(Beginning of DATA SECTION)

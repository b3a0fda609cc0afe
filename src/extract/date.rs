//! Korean date-range extraction normalised to `YYYYMMDD`.

use crate::domain::model::ABSENT_MARKER;
use crate::utils::error::Result;
use chrono::NaiveDate;
use regex::{Captures, Regex};

/// Ordered surface forms; the first pattern that matches decides the result.
const DATE_PATTERNS: &[&str] = &[
    // 2월 1일부터 2월 5일까지 / 2025년 2월1일-5일 / 11월 4일에서 11월 6일까지
    r"(?:(?P<sy>[0-9]{4})\s*년\s*)?(?P<sm>[0-9]{1,2})\s*월\s*(?P<sd>[0-9]{1,2})\s*일?\s*(?:부터|에서|~|∼|〜|-|–)\s*(?:(?P<ey>[0-9]{4})\s*년\s*)?(?:(?P<em>[0-9]{1,2})\s*월\s*)?(?P<ed>[0-9]{1,2})\s*일",
    // 2/1-2/5 / 2025/2/1 ~ 2/5 / 4/10~12
    r"(?:(?P<sy>[0-9]{4})[./])?(?P<sm>[0-9]{1,2})/(?P<sd>[0-9]{1,2})\s*(?:부터|에서|~|∼|〜|-|–)\s*(?:(?P<ey>[0-9]{4})[./])?(?:(?P<em>[0-9]{1,2})/)?(?P<ed>[0-9]{1,2})",
    // 2025.2.1 ~ 2025.2.5 / 2025-02-01 ~ 02-05
    r"(?P<sy>[0-9]{4})[.-]\s*(?P<sm>[0-9]{1,2})[.-]\s*(?P<sd>[0-9]{1,2})\.?\s*(?:부터|에서|~|∼|〜|–|-)\s*(?:(?P<ey>[0-9]{4})[.-]\s*)?(?:(?P<em>[0-9]{1,2})[.-]\s*)?(?P<ed>[0-9]{1,2})",
    // 6월 3일: a one-day trip
    r"(?:(?P<sy>[0-9]{4})\s*년\s*)?(?P<sm>[0-9]{1,2})\s*월\s*(?P<sd>[0-9]{1,2})\s*일",
    // 2025-02-01 / 2025.2.1 / 2025/2/1
    r"(?P<sy>[0-9]{4})[./-](?P<sm>[0-9]{1,2})[./-](?P<sd>[0-9]{1,2})",
];

#[derive(Debug, Clone, Copy, PartialEq, Eq)]
pub struct DateRange {
    pub start: NaiveDate,
    pub end: NaiveDate,
}

impl std::fmt::Display for DateRange {
    fn fmt(&self, f: &mut std::fmt::Formatter<'_>) -> std::fmt::Result {
        write!(
            f,
            "{} - {}",
            self.start.format("%Y%m%d"),
            self.end.format("%Y%m%d")
        )
    }
}

#[derive(Debug, Clone)]
pub struct DateRangeExtractor {
    default_year: i32,
    patterns: Vec<Regex>,
}

impl DateRangeExtractor {
    pub fn new(default_year: i32) -> Result<Self> {
        let patterns = DATE_PATTERNS
            .iter()
            .map(|p| Regex::new(p))
            .collect::<std::result::Result<Vec<_>, _>>()?;

        Ok(Self {
            default_year,
            patterns,
        })
    }

    pub fn default_year(&self) -> i32 {
        self.default_year
    }

    /// Returns the range of the first matching pattern, or `None` when no
    /// pattern matches or the matched dates do not exist on the calendar.
    /// Chronological order is not checked.
    pub fn extract(&self, text: &str) -> Option<DateRange> {
        let caps = self.patterns.iter().find_map(|re| re.captures(text))?;
        let range = self.resolve(&caps);
        if range.is_none() {
            tracing::debug!("Discarding invalid date match '{}'", &caps[0]);
        }
        range
    }

    /// `"YYYYMMDD - YYYYMMDD"` or the absence marker.
    pub fn describe(&self, text: &str) -> String {
        match self.extract(text) {
            Some(range) => range.to_string(),
            None => ABSENT_MARKER.to_string(),
        }
    }

    fn resolve(&self, caps: &Captures<'_>) -> Option<DateRange> {
        let number = |name: &str| -> Option<Option<u32>> {
            match caps.name(name) {
                Some(m) => m.as_str().parse::<u32>().ok().map(Some),
                None => Some(None),
            }
        };

        let start_year = match number("sy")? {
            Some(year) => i32::try_from(year).ok()?,
            None => self.default_year,
        };
        let start_month = number("sm")??;
        let start_day = number("sd")??;

        let end_year = match number("ey")? {
            Some(year) => i32::try_from(year).ok()?,
            None => start_year,
        };
        let end_month = number("em")?.unwrap_or(start_month);
        let end_day = number("ed")?.unwrap_or(start_day);

        let start = NaiveDate::from_ymd_opt(start_year, start_month, start_day)?;
        let end = NaiveDate::from_ymd_opt(end_year, end_month, end_day)?;
        Some(DateRange { start, end })
    }
}

#[cfg(test)]
mod tests {
    use super::*;

    fn extractor() -> DateRangeExtractor {
        DateRangeExtractor::new(2025).unwrap()
    }

    #[test]
    fn test_korean_particles_with_hyphen() {
        let text = "IT부서의 최명재 팀장, 신예준 팀장이 2월1일-2월5일 일본 도쿄로 출장을 갈려고해. 예산은 최대 500만원이야.";
        assert_eq!(extractor().describe(text), "20250201 - 20250205");
    }

    #[test]
    fn test_from_until_particles() {
        let text = "김민수와 정혜진이 서울에서 부산으로 출장 간다. 3월 15일부터 3월 17일까지.";
        assert_eq!(extractor().describe(text), "20250315 - 20250317");
    }

    #[test]
    fn test_end_month_inherits_start_month() {
        let range = extractor().extract("2025년 5월 20일부터 23일까지 뉴욕").unwrap();
        assert_eq!(range.to_string(), "20250520 - 20250523");
    }

    #[test]
    fn test_explicit_year_overrides_default() {
        let range = extractor().extract("2024년 12월 30일 ~ 2025년 1월 2일").unwrap();
        assert_eq!(range.to_string(), "20241230 - 20250102");
    }

    #[test]
    fn test_slash_form() {
        assert_eq!(extractor().describe("4/10~4/12 하노이"), "20250410 - 20250412");
        assert_eq!(extractor().describe("2/1-5 출장"), "20250201 - 20250205");
    }

    #[test]
    fn test_dotted_form() {
        assert_eq!(
            extractor().describe("2025.07.01 ~ 2025.07.04 싱가포르"),
            "20250701 - 20250704"
        );
    }

    #[test]
    fn test_single_date_is_one_day_range() {
        assert_eq!(extractor().describe("6월 3일 하루 출장"), "20250603 - 20250603");
        assert_eq!(extractor().describe("2025-02-01 도쿄 출장"), "20250201 - 20250201");
        assert_eq!(extractor().describe("2025.9.8 당일 출장"), "20250908 - 20250908");
    }

    #[test]
    fn test_from_origin_particle_range() {
        let text = "나랑 김하늘 대리가 2025년 11월 4일에서 11월 6일까지 광주로 출장 가요. 경비는 80만원.";
        assert_eq!(extractor().describe(text), "20251104 - 20251106");
        assert_eq!(
            extractor().describe("11월 4일에서 11월 6일까지 광주 출장"),
            "20251104 - 20251106"
        );
    }

    #[test]
    fn test_full_width_digits_are_not_dates() {
        assert_eq!(extractor().describe("２월１일-２월５일 도쿄"), ABSENT_MARKER);
    }

    #[test]
    fn test_invalid_calendar_date_is_absent() {
        assert_eq!(extractor().describe("2월 30일부터 3월 2일까지"), ABSENT_MARKER);
    }

    #[test]
    fn test_reversed_range_is_not_rejected() {
        let range = extractor().extract("3월 10일부터 3월 5일까지").unwrap();
        assert!(range.end < range.start);
    }

    #[test]
    fn test_default_year_is_configurable() {
        let extractor = DateRangeExtractor::new(2030).unwrap();
        assert_eq!(extractor.describe("1월 2일-1월 3일"), "20300102 - 20300103");
    }

    #[test]
    fn test_no_date_is_absent() {
        assert_eq!(extractor().describe(""), ABSENT_MARKER);
        assert_eq!(extractor().describe("예산은 최대 500만원"), ABSENT_MARKER);
    }
}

(End of DATA SECTION)

» WORK ITEM: Wherever the string "DateRangeExtractor" shows up in the material, copy the line that holds it.

» ANSWER TO THE EXERCISE:
pub struct DateRangeExtractor {
impl DateRangeExtractor {
    fn extractor() -> DateRangeExtractor {
        DateRangeExtractor::new(2025).unwrap()
        let extractor = DateRangeExtractor::new(2030).unwrap();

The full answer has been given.